Puis notre itinéraire s'incurve et au sortir d'un petit bois où nous nous arrêtons aux ruines d'une marcairerie (vieille bâtisse en granit dédiée à la fabrication du Münster), nous marquons une halte respectueuse et admirative devant un édifice remarquable, la cabane en pierres de Haute-Loge, perchée sur son dôme à 934 mètres, élue cabane préférée des français.
Avant d'attaquer la montée sévère à travers bois qui conduit à la "Chatte Pendue" ( la chète pentue ou pierre haute pendue en parler local), une courte descente nous donne une dernière fois de contempler les plateaux sauvages des Vosges.

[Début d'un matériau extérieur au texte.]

// src/exec/human.rs

//! Human executor: prints the prompt, waits for one line of input.

use std::fmt;
use std::future::Future;
use std::io;
use std::pin::Pin;

use tokio::io::{AsyncBufRead, AsyncBufReadExt, AsyncWrite, AsyncWriteExt, BufReader};
use tokio::sync::Mutex;
use tracing::info;

use crate::config::model::Task;
use crate::errors::Result;
use crate::exec::executor::Executor;

type Reader = Box<dyn AsyncBufRead + Send + Unpin>;
type Writer = Box<dyn AsyncWrite + Send + Unpin>;

struct Terminal {
    reader: Reader,
    writer: Writer,
}

/// Interactive executor.
///
/// Human tasks running in parallel share one terminal; the lock serializes
/// prompt and answer so they never interleave.
pub struct HumanExecutor {
    terminal: Mutex<Terminal>,
}

impl fmt::Debug for HumanExecutor {
    fn fmt(&self, f: &mut fmt::Formatter<'_>) -> fmt::Result {
        f.debug_struct("HumanExecutor").finish_non_exhaustive()
    }
}

impl HumanExecutor {
    pub fn new(reader: Reader, writer: Writer) -> Self {
        Self {
            terminal: Mutex::new(Terminal { reader, writer }),
        }
    }

    /// Prompts on stdout, answers from stdin.
    pub fn stdio() -> Self {
        Self::new(
            Box::new(BufReader::new(tokio::io::stdin())),
            Box::new(tokio::io::stdout()),
        )
    }

    async fn ask(&self, task: &Task, input: &str) -> Result<String> {
        let mut terminal = self.terminal.lock().await;

        let banner = format!(
            "\n[{}] {}\n{}\n> ",
            task.role,
            task.name,
            task.render_prompt(input)
        );
        terminal.writer.write_all(banner.as_bytes()).await?;
        terminal.writer.flush().await?;

        let mut answer = String::new();
        let read = terminal.reader.read_line(&mut answer).await?;
        if read == 0 {
            return Err(io::Error::new(
                io::ErrorKind::UnexpectedEof,
                format!("input closed before an answer for task '{}'", task.name),
            )
            .into());
        }

        let answer = answer.trim_end_matches(['\r', '\n']).to_string();
        info!(task = %task.name, "human answer received");
        Ok(answer)
    }
}

impl Executor for HumanExecutor {
    fn execute<'a>(
        &'a self,
        task: &'a Task,
        input: &'a str,
    ) -> Pin<Box<dyn Future<Output = Result<String>> + Send + 'a>> {
        Box::pin(self.ask(task, input))
    }
}
// src/exec/ai.rs

//! Hand-off of AI-role tasks to the external AI-session subsystem.
//!
//! AI tasks are never executed by the local worker pool. The runtime passes
//! each one to an [`AiDispatcher`] together with a [`CompletionHandle`]; the
//! task stays `AwaitingExternal` until someone calls
//! [`CompletionHandle::complete`] or [`CompletionHandle::fail`] for it.

use std::fmt::Debug;
use std::path::{Path, PathBuf};
use std::sync::Arc;

use tracing::info;

use crate::dag::ScheduledTask;
use crate::engine::CompletionHandle;
use crate::errors::Result;
use crate::fs::FileSystem;
use crate::persist::output_file_name;

/// Fire-and-forget hand-off for AI tasks.
///
/// `dispatch` must not wait for the result. It runs on Tokio's blocking pool,
/// so blocking file IO is fine. An `Err` means the hand-off itself failed; the
/// runtime then records the task as failed.
pub trait AiDispatcher: Send + Sync + Debug {
    fn dispatch(&self, task: &ScheduledTask, completion: &CompletionHandle) -> Result<()>;
}

/// Strip trailing digits: `planner1` -> `planner`.
///
/// Numbered instances of one role share a queue file.
pub fn role_base(role: &str) -> &str {
    let base = role.trim_end_matches(|c: char| c.is_ascii_digit());
    if base.is_empty() { role } else { base }
}

/// Appends each AI task to `<queue_dir>/<role base>_queue.md`.
///
/// An entry looks like:
///
/// ```text
/// [planner1]
/// <rendered prompt>
/// output: <run_dir>/outputs/<task>.md
///
/// ```
///
/// The `output:` line is only written when an output directory is set; the
/// AI session is expected to write its answer there.
#[derive(Debug, Clone)]
pub struct QueueFileDispatcher {
    fs: Arc<dyn FileSystem>,
    queue_dir: PathBuf,
    output_dir: Option<PathBuf>,
}

impl QueueFileDispatcher {
    pub fn new(fs: Arc<dyn FileSystem>, queue_dir: impl Into<PathBuf>) -> Self {
        Self {
            fs,
            queue_dir: queue_dir.into(),
            output_dir: None,
        }
    }

    pub fn with_output_dir(mut self, output_dir: impl Into<PathBuf>) -> Self {
        self.output_dir = Some(output_dir.into());
        self
    }

    pub fn queue_dir(&self) -> &Path {
        &self.queue_dir
    }

    pub fn queue_file(&self, role: &str) -> PathBuf {
        self.queue_dir.join(format!("{}_queue.md", role_base(role)))
    }

    fn entry(&self, task: &ScheduledTask) -> String {
        let mut entry = format!(
            "[{}]\n{}\n",
            task.task.role,
            task.task.render_prompt(&task.input)
        );
        if let Some(dir) = &self.output_dir {
            entry.push_str(&format!(
                "output: {}\n",
                dir.join(output_file_name(task.name())).display()
            ));
        }
        entry.push('\n');
        entry
    }
}

impl AiDispatcher for QueueFileDispatcher {
    fn dispatch(&self, task: &ScheduledTask, _completion: &CompletionHandle) -> Result<()> {
        let path = self.queue_file(&task.task.role);
        self.fs.append(&path, self.entry(task).as_bytes())?;

        info!(
            task = %task.name(),
            role = %task.task.role,
            queue = %path.display(),
            "AI task queued"
        );
        Ok(())
    }
}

Nous ne nous attarderons guère au belvedère de la Chatte Pendue car les estomacs commencent à nous tirailler et Alain a prévenu la propriétaire de la ferme auberge du Bambois que nous aurions un peu de retard. La descente est assez raide et nous changeons totalement de décors en quelques kilomètres. En effet, aux plateaux écrasés de soleil et accusant la soif succède un fond de vallée luxuriant avec de grasses prairies.
La ferme auberge du Bambois, à plus de trois kilomètres de la première habitation, soupire d'aise au creux d'un tel écrin de verdure. L'accueil y est des plus agréables et le repas aussi délicieux que copieux. Et très vite on se dit qu'on a été bien inspiré de brûler quelques calories dans les efforts matinaux. Après une entrée tout en charcuterie locale, on me sert une viande cuite exquise (il s'agit en fait d'épaisses tranches de jambon cuit, confit et fumé) accompagnée d'une poêlée paysanne consistante et tout aussi savoureuse. Le tout précédé d'une bonne mousse et accompagné des meilleurs vins d'Alsace. Et je n'attends pas le dessert pour réaliser que le bilan calorique du séjour en Alsace risque aussi d'être hautement positif pour les béarnais.
Après une courte visite à l'étable où de belles vaches vosgiennes à la robe marine roupillent en paix, le reliquat de l'après-midi est occupé à rallier le point de départ de la randonnée par les belles petites routes du pays de Salm. Un peu plus loin, l'instinct refaisant surface, nous inspectons les abords de l'étang du Coucou et ses tourbières. Seul un gyromitre me fera coucou.
Adishatz !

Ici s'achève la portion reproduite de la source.